Roger Allen Burke

Burke 4-2016

Roger Allen Burke, age 74 years, passed away on April 15, 2016 in Webster, Texas. He was born on November 15, 1941 in Lincoln, Nebraska to John Sterling Morton “Barney” Burke and Mollie Lutz Burke. Roger is survived by his wife, Elma Lou “Lucy” Burke (whom he married on May 16, 1964); son Johnathan and wife Betsy; grandchildren, Jessica Tyo-Burke, Jeremy Burke and his fiancée Chelsea Atkinson, and Landry Burke.

Roger earned a Bachelor of Science in Mechanical Engineering Degree at the University of Nebraska in June 1966. At that time, his nation was calling for new engineering graduates to join the American Space Program. He was one of hundreds hired and immediately moved to Houston to join the Manned Spacecraft Center as Aerospace Engineer developing computer programs (as they existed at that time) to aid in launching and sending manned spacecraft into space and to the moon and return them safely back to earth. He continued a career at this facility from the Gemini program through Apollo and on through the International Space Station program. He retired from NASA in 1998 and immediately joined Hughes Raytheon for another seven years. He received much professional recognition, prestigious awards, and authored several scientific papers. Astronaut crews trusted and respected his knowledge and expertise with his tough training for their missions, especially the well-known Apollo 13 ill-fated mission where he assisted in helping test and simulate the changes in the trajectory of that moon mission to enable the three members of the crew to get back to earth alive.

Roger had a personal passion to search his heritage and genealogy on his father’s side and accumulated over 40,000 relatives in his database. His mother immigrated from a country in early childhood that did not permit research there. He also had a singing talent that he seldom shared but had stored a vast repertoire of “oldies” songs in his memory and when someone mentioned some phrase during conversation he could begin to sing a song having that phrase. He did not sing in public but loved to sing along with the radio and as he tooled around the property on the riding lawn mower.

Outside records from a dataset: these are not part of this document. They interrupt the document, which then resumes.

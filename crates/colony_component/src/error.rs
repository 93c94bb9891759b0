//! Storage-layer error types.

use crate::entity::EntityId;

/// Errors raised by component kinds, their stores, and properties.
#[derive(Debug, thiserror::Error)]
pub enum StoreError {
    /// A property was added after an entity was given the component.
    #[error("component '{component}' is in use; its property list is frozen")]
    FrozenSchema {
        /// Component kind name.
        component: String,
    },

    /// Two properties of one component kind share a name.
    #[error("component '{component}' already has a property named '{property}'")]
    DuplicateProperty {
        /// Component kind name.
        component: String,
        /// Property name.
        property: String,
    },

    /// The entity already holds this component.
    #[error("{entity} already has a '{component}' component")]
    DuplicateComponent {
        /// Component kind name.
        component: String,
        /// The entity.
        entity: EntityId,
    },

    /// The entity does not hold this component.
    #[error("{entity} does not have a '{component}' component")]
    MissingComponent {
        /// Component kind name.
        component: String,
        /// The entity.
        entity: EntityId,
    },

    /// An entity id of zero (the free-block tag) or past the id ceiling.
    #[error("{entity} is not a valid entity id")]
    InvalidEntity {
        /// The rejected id.
        entity: EntityId,
    },

    /// The component kind has no fixed-size properties, so no packed block.
    #[error("component '{component}' has no fixed-size properties stored in a packed buffer")]
    NoFixedStorage {
        /// Component kind name.
        component: String,
    },

    /// The component kind was already attached to an entity manager.
    #[error("component '{component}' is already registered with an entity manager")]
    AlreadyRegistered {
        /// Component kind name.
        component: String,
    },

    /// A stored value could not be decoded as the property's type.
    #[error("property '{property}' holds a value that does not decode as {expected}")]
    ValueTypeMismatch {
        /// Property name.
        property: String,
        /// Expected value type.
        expected: &'static str,
    },

    /// Rejected store configuration.
    #[error("invalid store configuration: {0}")]
    InvalidConfig(String),

    /// Growing the packed buffer failed (size overflow or allocation failure).
    #[error("component '{component}' cannot grow its buffer to {requested} blocks")]
    CapacityOverflow {
        /// Component kind name.
        component: String,
        /// Requested capacity in blocks.
        requested: usize,
    },
}
//! Data block layout.
//!
//! Every block in a component store has the same shape:
//!
//! ```text
//! [ entity id tag: u32 ][ fixed property 0 ][ fixed property 1 ] ...
//! ```
//!
//! A zero tag marks the block free. The layout also keeps a template block
//! with every fixed-size property's default already encoded, so initialising
//! a new block is a single copy.

use crate::error::StoreError;
use crate::value::ValueType;

/// Size of the entity-id tag at the start of every block.
pub const HEADER_SIZE: usize = std::mem::size_of::<u32>();

/// Where one property's values live.
#[derive(Debug, Clone, Copy, PartialEq, Eq)]
pub enum PropertySlot {
    /// Byte offset from the start of the block's data (after the tag).
    Fixed {
        /// Offset relative to the end of the header.
        offset: usize,
    },
    /// Index of the property's side map.
    SideMap {
        /// Side map index within the component kind.
        index: usize,
    },
}

#[derive(Debug, Clone)]
struct PropertyEntry {
    name: String,
    slot: PropertySlot,
}

/// Block shape of one component kind, extended one property at a time.
#[derive(Debug, Clone)]
pub struct BlockLayout {
    data_size: usize,
    template: Vec<u8>,
    properties: Vec<PropertyEntry>,
    side_maps: usize,
}

impl Default for BlockLayout {
    fn default() -> Self {
        Self::new()
    }
}

impl BlockLayout {
    /// An empty layout: header only, no properties.
    #[must_use]
    pub fn new() -> Self {
        Self {
            data_size: 0,
            template: vec![0; HEADER_SIZE],
            properties: Vec::new(),
            side_maps: 0,
        }
    }

    /// Total size of one block including the header.
    #[must_use]
    pub fn block_size(&self) -> usize {
        HEADER_SIZE + self.data_size
    }

    /// Combined size of the fixed-size properties.
    #[must_use]
    pub fn data_size(&self) -> usize {
        self.data_size
    }

    /// Returns `true` if at least one property lives in the packed buffer.
    #[must_use]
    pub fn has_fixed_storage(&self) -> bool {
        self.data_size > 0
    }

    /// Number of side-map properties.
    #[must_use]
    pub fn side_map_count(&self) -> usize {
        self.side_maps
    }

    /// A block with a zero tag and every fixed default encoded.
    #[must_use]
    pub fn template(&self) -> &[u8] {
        &self.template
    }

    /// Property names in declaration order.
    pub fn property_names(&self) -> impl Iterator<Item = &str> {
        self.properties.iter().map(|p| p.name.as_str())
    }

    /// Slot of a property by name.
    #[must_use]
    pub fn slot_of(&self, name: &str) -> Option<PropertySlot> {
        self.properties
            .iter()
            .find(|p| p.name == name)
            .map(|p| p.slot)
    }

    /// Append a property of type `T`, encoding `default` into the template
    /// if it is fixed-size.
    ///
    /// # Errors
    ///
    /// Returns [`StoreError::DuplicateProperty`] if the name is taken.
    pub fn push<T: ValueType>(
        &mut self,
        component: &str,
        name: &str,
        default: &T,
    ) -> Result<PropertySlot, StoreError> {
        if self.slot_of(name).is_some() {
            return Err(StoreError::DuplicateProperty {
                component: component.to_string(),
                property: name.to_string(),
            });
        }

        let slot = match T::FIXED_WIDTH {
            Some(width) => {
                let offset = self.data_size;
                self.template.resize(HEADER_SIZE + offset + width, 0);
                default
                    .write_value(&mut self.template, HEADER_SIZE + offset)
                    .ok_or_else(|| StoreError::ValueTypeMismatch {
                        property: name.to_string(),
                        expected: T::type_name(),
                    })?;
                self.data_size += width;
                PropertySlot::Fixed { offset }
            }
            None => {
                let index = self.side_maps;
                self.side_maps += 1;
                PropertySlot::SideMap { index }
            }
        };

        self.properties.push(PropertyEntry {
            name: name.to_string(),
            slot,
        });
        Ok(slot)
    }
}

Visitation will be 10 a.m.- 12 noon on Tuesday, April 19th, at Crowder Funeral Home, 111 E. Medical Center Blvd. Webster, TX, with a viewing from 1 pm to 3 pm followed by a funeral service at 3 p.m. at Gateway Community Church, 760 Clear Lake City Blvd., Webster. Graveside services and burial will be at 11 a.m. on April 29th at Lincoln Memorial Park Funeral Home and Cemetery, 6800 S. 14th St., Lincoln, Nebraska where his many family members and progenitors rest.

Roger was preceded in death by his parents and his brother John A. Burke (2010).

Memorial donations in Roger’s name may be made to your favorite charity.


  1. Sincere condolences to Roger’s family. we will miss his wit, ingenuity and honesty as we always knew where we stood with Roger. He provided novel and ingenious solutions that directly contributed to the success of our manned space program.
    As a training and simulator engineer he was not in the public eye to gather the glory that others in the limelight garnished but it was not because he did not deserve the accolades but because he relished solving the problems as they developed and rapidly moved on the next challenge rather than dwelling on the great services he had just provided. When wrong, which was not frequently, he was always man enough to admit it and move on. We will miss his personality and problem solving capabilities. He deserves all the accolades he has received and more. I will miss you my good friend.

    Humberto (Bert) Davila
  2. Too many of our wonderful NASA colleagues like Roger Burke who accomplished so much during the 1960s are now beginning to pass and are no longer on this earth with us. We continue to love and miss all of them.

    “The clock of life is wound but once, and no man has the power to tell just when the hands will stop, at late or early hour. Now is the only time we own. Live, love, learn, enjoy to the utmost the wonderful hours each of us has left. Place no faith in time … for our clock of life may soon be still.”
    James Visentine
    NASA Class of 1964

    James Visentine
  3. The Burke Family,
    Each of you are in our thoughts & prayers for comfort & peace. May God give you the strength you need as you each continue on with your life.